Smith Brain Trust / July 25, 2018

What Is a Poison Pill, Anyway?

Here's What It Is And Why Some Say It Cheats Shareholders

What Is a Poison Pill, Anyway?

SMITH BRAIN TRUST – It’s not often that a company’s board of directors employs a poison pill to fend off a hostile takeover. Even rarer is when a board of directors employs the tactic to hold a founder and former CEO at bay.

That’s what makes the current drama at Papa John’s so interesting.

The Louisville-based pizza company is shoring up its defenses amid an increasingly acrimonious situation with the chain’s founder and former chairman John Schnatter. It’s deploying the so-called poison pill strategy, aimed at blocking any shareholder from amassing a controlling interest in the company. Schnatter resigned as chairman this month after reports that he had used a racial slur.

David Kass, clinical professor of finance at the University of Maryland’s Robert H. Smith School of Business, explains the poison pill strategy (and why he’s not a fan).

The strategy, which in more formal circles is known as a shareholder rights plan, is a defensive tactic used to blunt a hostile takeover effort by activist investors or ambitious rivals. Perhaps the only recent example of the tactic being used against a company’s founder was American Apparel and its highly controversial founder, Dov Charney.

The strategy sets a maximum percentage of the company’s shares that can be acquired by any one shareholder. If a shareholder’s holdings top that threshold, it triggers a “poison pill,” essentially allowing all other shareholders – excluding the large potential acquirer – the opportunity to buy additional shares at a discount. Those buys, in effect, dilute the shares being held by the acquirer and, if successful, “chase the acquirer away,” Kass says. And it prevents, in essence, any takeover that doesn’t have board approval.

“The hope is that the cost rises substantially and becomes prohibitive for the acquirer to proceed.”

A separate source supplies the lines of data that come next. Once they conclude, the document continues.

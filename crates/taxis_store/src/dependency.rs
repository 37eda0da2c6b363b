//! Orders the inserts of one batch so that every constraining foreign key
//! points at a row that already exists when the referencing row is written.

use std::collections::{BTreeSet, HashMap};

use log::{debug, warn};
use petgraph::algo::{tarjan_scc, toposort};
use petgraph::graph::{DiGraph, NodeIndex};

use aideon_taxis_core::{
    AddReferenceStatement, ErrorCode, Id, InsertStatement, MetadataResolver, ReferenceChange,
    ReferenceKey, ReferenceStatement, StorageRule, TaxisError, TaxisResult,
};

/// A physical link between two instances of the current batch, derived from
/// an add-reference statement or a container link.
#[derive(Clone, Debug, PartialEq, Eq)]
pub struct RdbmsReference {
    pub owner: Id,
    pub target: Id,
    pub reference: ReferenceKey,
    pub storage: StorageRule,
    /// The row holding the column must be written after the other side.
    pub constraining: bool,
}

impl RdbmsReference {
    /// Instance whose row carries the foreign key column.
    pub fn holder(&self) -> Id {
        match self.storage {
            StorageRule::InverseForeignKey => self.target,
            StorageRule::ForeignKey | StorageRule::JoinTable => self.owner,
        }
    }

    /// Instance whose id is written into the holder's column.
    pub fn referenced(&self) -> Id {
        match self.storage {
            StorageRule::InverseForeignKey => self.owner,
            StorageRule::ForeignKey | StorageRule::JoinTable => self.target,
        }
    }
}

/// Foreign key value written as part of a row insert.
#[derive(Clone, Debug, PartialEq, Eq)]
pub struct FoldedColumn {
    pub table: String,
    pub column: String,
    pub value: Id,
}

#[derive(Clone, Debug, Default)]
pub struct InsertPlan {
    /// Indexes into the insert statements, in execution order.
    pub order: Vec<usize>,
    /// Foreign key columns folded into the insert of the holding row.
    pub folded: HashMap<Id, Vec<FoldedColumn>>,
    /// Links written once every insert has run.
    pub deferred: Vec<AddReferenceStatement>,
}

impl InsertPlan {
    pub fn folded_for(&self, id: Id, table: &str) -> impl Iterator<Item = &FoldedColumn> {
        self.folded
            .get(&id)
            .into_iter()
            .flatten()
            .filter(move |column| column.table == table)
    }
}

/// One owner/target pair of a link statement.
struct Link {
    entity_type: String,
    owner: Id,
    target: Id,
    reference: ReferenceKey,
    already_referencing_instances: bool,
    change: ReferenceChange,
}

pub struct DependencyResolver<'a> {
    resolver: &'a dyn MetadataResolver,
}

impl<'a> DependencyResolver<'a> {
    pub fn new(resolver: &'a dyn MetadataResolver) -> Self {
        Self { resolver }
    }

    /// Ordering references among pending inserts. Join tables never order.
    pub fn references(
        &self,
        inserts: &[InsertStatement],
        adds: &[AddReferenceStatement],
    ) -> TaxisResult<Vec<RdbmsReference>> {
        let pending: BTreeSet<Id> = inserts.iter().map(|insert| insert.instance.id).collect();
        let mut references = Vec::new();
        for link in links(inserts, adds) {
            if !pending.contains(&link.owner) && !pending.contains(&link.target) {
                continue;
            }
            let def = self.resolver.reference_def(&link.reference)?;
            let constraining = match def.storage {
                StorageRule::JoinTable => continue,
                // Containment orders even when optional: containment forms a tree, so these
                // edges cannot close a cycle, and the column is written by the insert itself
                // instead of a deferred update.
                StorageRule::ForeignKey => def.is_mandatory() || def.containment,
                StorageRule::InverseForeignKey => {
                    let opposite_mandatory = match self.resolver.opposite(&link.reference)? {
                        Some(opposite) => self.resolver.is_mandatory(&opposite)?,
                        None => false,
                    };
                    opposite_mandatory || def.containment
                }
            };
            references.push(RdbmsReference {
                owner: link.owner,
                target: link.target,
                reference: link.reference,
                storage: def.storage,
                constraining,
            });
        }
        Ok(references)
    }

    pub fn plan(
        &self,
        inserts: &[InsertStatement],
        adds: &[AddReferenceStatement],
    ) -> TaxisResult<InsertPlan> {
        let mut graph = DiGraph::<Id, ReferenceKey>::new();
        let mut nodes: HashMap<Id, NodeIndex> = HashMap::new();
        for insert in inserts {
            nodes.insert(insert.instance.id, graph.add_node(insert.instance.id));
        }
        for reference in self.references(inserts, adds)? {
            if !reference.constraining {
                continue;
            }
            let (Some(&before), Some(&after)) = (
                nodes.get(&reference.referenced()),
                nodes.get(&reference.holder()),
            ) else {
                continue;
            };
            graph.add_edge(before, after, reference.reference);
        }

        let sorted = toposort(&graph, None).map_err(|_| cycle_error(&graph))?;
        let position: HashMap<Id, usize> = sorted
            .iter()
            .enumerate()
            .map(|(position, node)| (graph[*node], position))
            .collect();
        let index: HashMap<Id, usize> = inserts
            .iter()
            .enumerate()
            .map(|(index, insert)| (insert.instance.id, index))
            .collect();

        let mut plan = InsertPlan {
            order: sorted.iter().map(|node| index[&graph[*node]]).collect(),
            ..InsertPlan::default()
        };
        for link in links(inserts, adds) {
            let def = self.resolver.reference_def(&link.reference)?;
            let (holder, referenced, table) = match def.storage {
                StorageRule::JoinTable => {
                    plan.deferred.push(link.into_statement());
                    continue;
                }
                StorageRule::ForeignKey => (
                    link.owner,
                    link.target,
                    self.resolver.table_name(&link.reference.owner)?,
                ),
                StorageRule::InverseForeignKey => (
                    link.target,
                    link.owner,
                    self.resolver.table_name(&def.target)?,
                ),
            };
            let Some(&holder_position) = position.get(&holder) else {
                plan.deferred.push(link.into_statement());
                continue;
            };
            let available = position
                .get(&referenced)
                .is_none_or(|position| *position < holder_position);
            if available {
                plan.folded.entry(holder).or_default().push(FoldedColumn {
                    table: table.to_string(),
                    column: self.resolver.reference_column(&link.reference)?.to_string(),
                    value: referenced,
                });
            } else {
                warn!(
                    "taxis: optional reference {} of {holder} deferred until {referenced} is inserted",
                    link.reference
                );
                plan.deferred.push(link.into_statement());
            }
        }
        debug!(
            "taxis: planned {} inserts, {} folded holders, {} deferred links",
            plan.order.len(),
            plan.folded.len(),
            plan.deferred.len()
        );
        Ok(plan)
    }
}

fn links(inserts: &[InsertStatement], adds: &[AddReferenceStatement]) -> Vec<Link> {
    let types: HashMap<Id, &str> = inserts
        .iter()
        .map(|insert| (insert.instance.id, insert.instance.entity_type.as_str()))
        .collect();
    let mut out = Vec::new();
    for insert in inserts {
        if let Some(container) = &insert.container {
            out.push(Link {
                entity_type: types
                    .get(&container.owner)
                    .map(|name| name.to_string())
                    .unwrap_or_else(|| container.reference.owner.clone()),
                owner: container.owner,
                target: insert.instance.id,
                reference: container.reference.clone(),
                already_referencing_instances: false,
                change: ReferenceChange::Attach,
            });
        }
    }
    for add in adds {
        for target in &add.referenced_ids {
            out.push(Link {
                entity_type: add.entity_type.clone(),
                owner: add.id,
                target: *target,
                reference: add.reference.clone(),
                already_referencing_instances: add.already_referencing_instances,
                change: add.change,
            });
        }
    }
    out
}

impl Link {
    fn into_statement(self) -> AddReferenceStatement {
        ReferenceStatement {
            entity_type: self.entity_type,
            id: self.owner,
            reference: self.reference,
            referenced_ids: BTreeSet::from([self.target]),
            already_referencing_instances: self.already_referencing_instances,
            change: self.change,
        }
    }
}

fn cycle_error(graph: &DiGraph<Id, ReferenceKey>) -> TaxisError {
    let mut identifiers: Vec<Id> = tarjan_scc(graph)
        .into_iter()
        .filter(|component| {
            component.len() > 1 || graph.contains_edge(component[0], component[0])
        })
        .flatten()
        .map(|node| graph[node])
        .collect();
    identifiers.sort();
    TaxisError::consistency(
        ErrorCode::CircularMandatoryReference,
        format!("{} instances reference each other mandatorily", identifiers.len()),
        identifiers,
    )
}

#[cfg(test)]
mod tests {
    use std::collections::BTreeSet;

    use serde_json::json;

    use super::DependencyResolver;
    use aideon_taxis_core::{
        ContainerLink, ErrorCode, Id, Instance, InsertStatement, Model, ReferenceKey,
        ReferenceStatement,
    };

    fn model() -> Model {
        Model::from_value(json!({"types": [
            {"name": "A", "table": "a", "references": [
                {"name": "b", "target": "B", "lower": 1, "upper": 1,
                 "storage": "foreign_key", "column": "b_id"}]},
            {"name": "B", "table": "b", "references": [
                {"name": "a", "target": "A", "lower": 1, "upper": 1,
                 "storage": "foreign_key", "column": "a_id"},
                {"name": "peer", "target": "A", "upper": 1,
                 "storage": "foreign_key", "column": "peer_id"},
                {"name": "children", "target": "A", "containment": true,
                 "storage": "inverse_foreign_key", "column": "parent_id"}]}
        ]}))
        .expect("model")
    }

    fn insert(entity_type: &str, id: Id) -> InsertStatement {
        InsertStatement {
            instance: Instance::new(entity_type, id),
            container: None,
        }
    }

    fn link(owner_type: &str, owner: Id, reference: &str, target: Id) -> ReferenceStatement {
        ReferenceStatement::single(owner_type, owner, ReferenceKey::new(owner_type, reference), target)
    }

    #[test]
    fn mandatory_foreign_keys_order_targets_first() {
        let model = model();
        let (a, b) = (Id::new(), Id::new());
        let inserts = vec![insert("A", a), insert("B", b)];
        let adds = vec![link("A", a, "b", b)];
        let plan = DependencyResolver::new(&model).plan(&inserts, &adds).expect("plan");
        assert_eq!(plan.order, vec![1, 0]);
        let folded: Vec<_> = plan.folded_for(a, "a").collect();
        assert_eq!(folded.len(), 1);
        assert_eq!(folded[0].column, "b_id");
        assert_eq!(folded[0].value, b);
        assert!(plan.deferred.is_empty());
    }

    #[test]
    fn mandatory_cycles_fail_with_participants() {
        let model = model();
        let (a, b, other) = (Id::new(), Id::new(), Id::new());
        let inserts = vec![insert("A", a), insert("B", b), insert("A", other)];
        let adds = vec![link("A", a, "b", b), link("B", b, "a", a)];
        let err = DependencyResolver::new(&model)
            .plan(&inserts, &adds)
            .expect_err("cycle");
        assert_eq!(err.code(), Some(ErrorCode::CircularMandatoryReference));
        match err {
            aideon_taxis_core::TaxisError::Consistency { identifiers, .. } => {
                let participants: BTreeSet<Id> = identifiers.into_iter().collect();
                assert_eq!(participants, BTreeSet::from([a, b]));
            }
            other => panic!("unexpected {other:?}"),
        }
    }

    #[test]
    fn optional_links_to_later_rows_are_deferred() {
        let model = model();
        let (a, b) = (Id::new(), Id::new());
        let mut child = insert("A", a);
        child.container = Some(ContainerLink {
            reference: ReferenceKey::new("B", "children"),
            owner: b,
        });
        let inserts = vec![child, insert("B", b)];
        let adds = vec![link("B", b, "peer", a), link("A", a, "b", b)];
        let plan = DependencyResolver::new(&model).plan(&inserts, &adds).expect("plan");
        assert_eq!(plan.order, vec![1, 0]);
        assert_eq!(plan.folded_for(a, "a").count(), 2);
        assert_eq!(plan.deferred.len(), 1);
        assert_eq!(plan.deferred[0].reference, ReferenceKey::new("B", "peer"));
    }
}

Often, Kass says, a company’s senior executives and corporate board will adopt the defensive poison-pill approach “because for whatever reason, they don’t want the company to be acquired.”

It’s usually a matter of self-interest, he says, not shareholder interest. And that’s where Kass’ disfavor comes from.

“The board and the senior management are supposed to be acting in the best interests of their shareholders, in theory,” he says. “But in practice there is often a conflict of interest between them, on the one hand, and shareholders, on the other. The poison pill is introduced, in many cases, because senior management wants to keep their jobs.”

This is typically not so favorable for shareholders. A successfully administered poison pill strips away the potential opportunity to be paid the premium share price that typically accompanies a takeover effort, says Kass. The average premium above the share price paid in a corporate takeover is about 25 percent. 

“It could be 25 percent – or more,” Kass says, noting the possibility of a bidding war among multiple buyers.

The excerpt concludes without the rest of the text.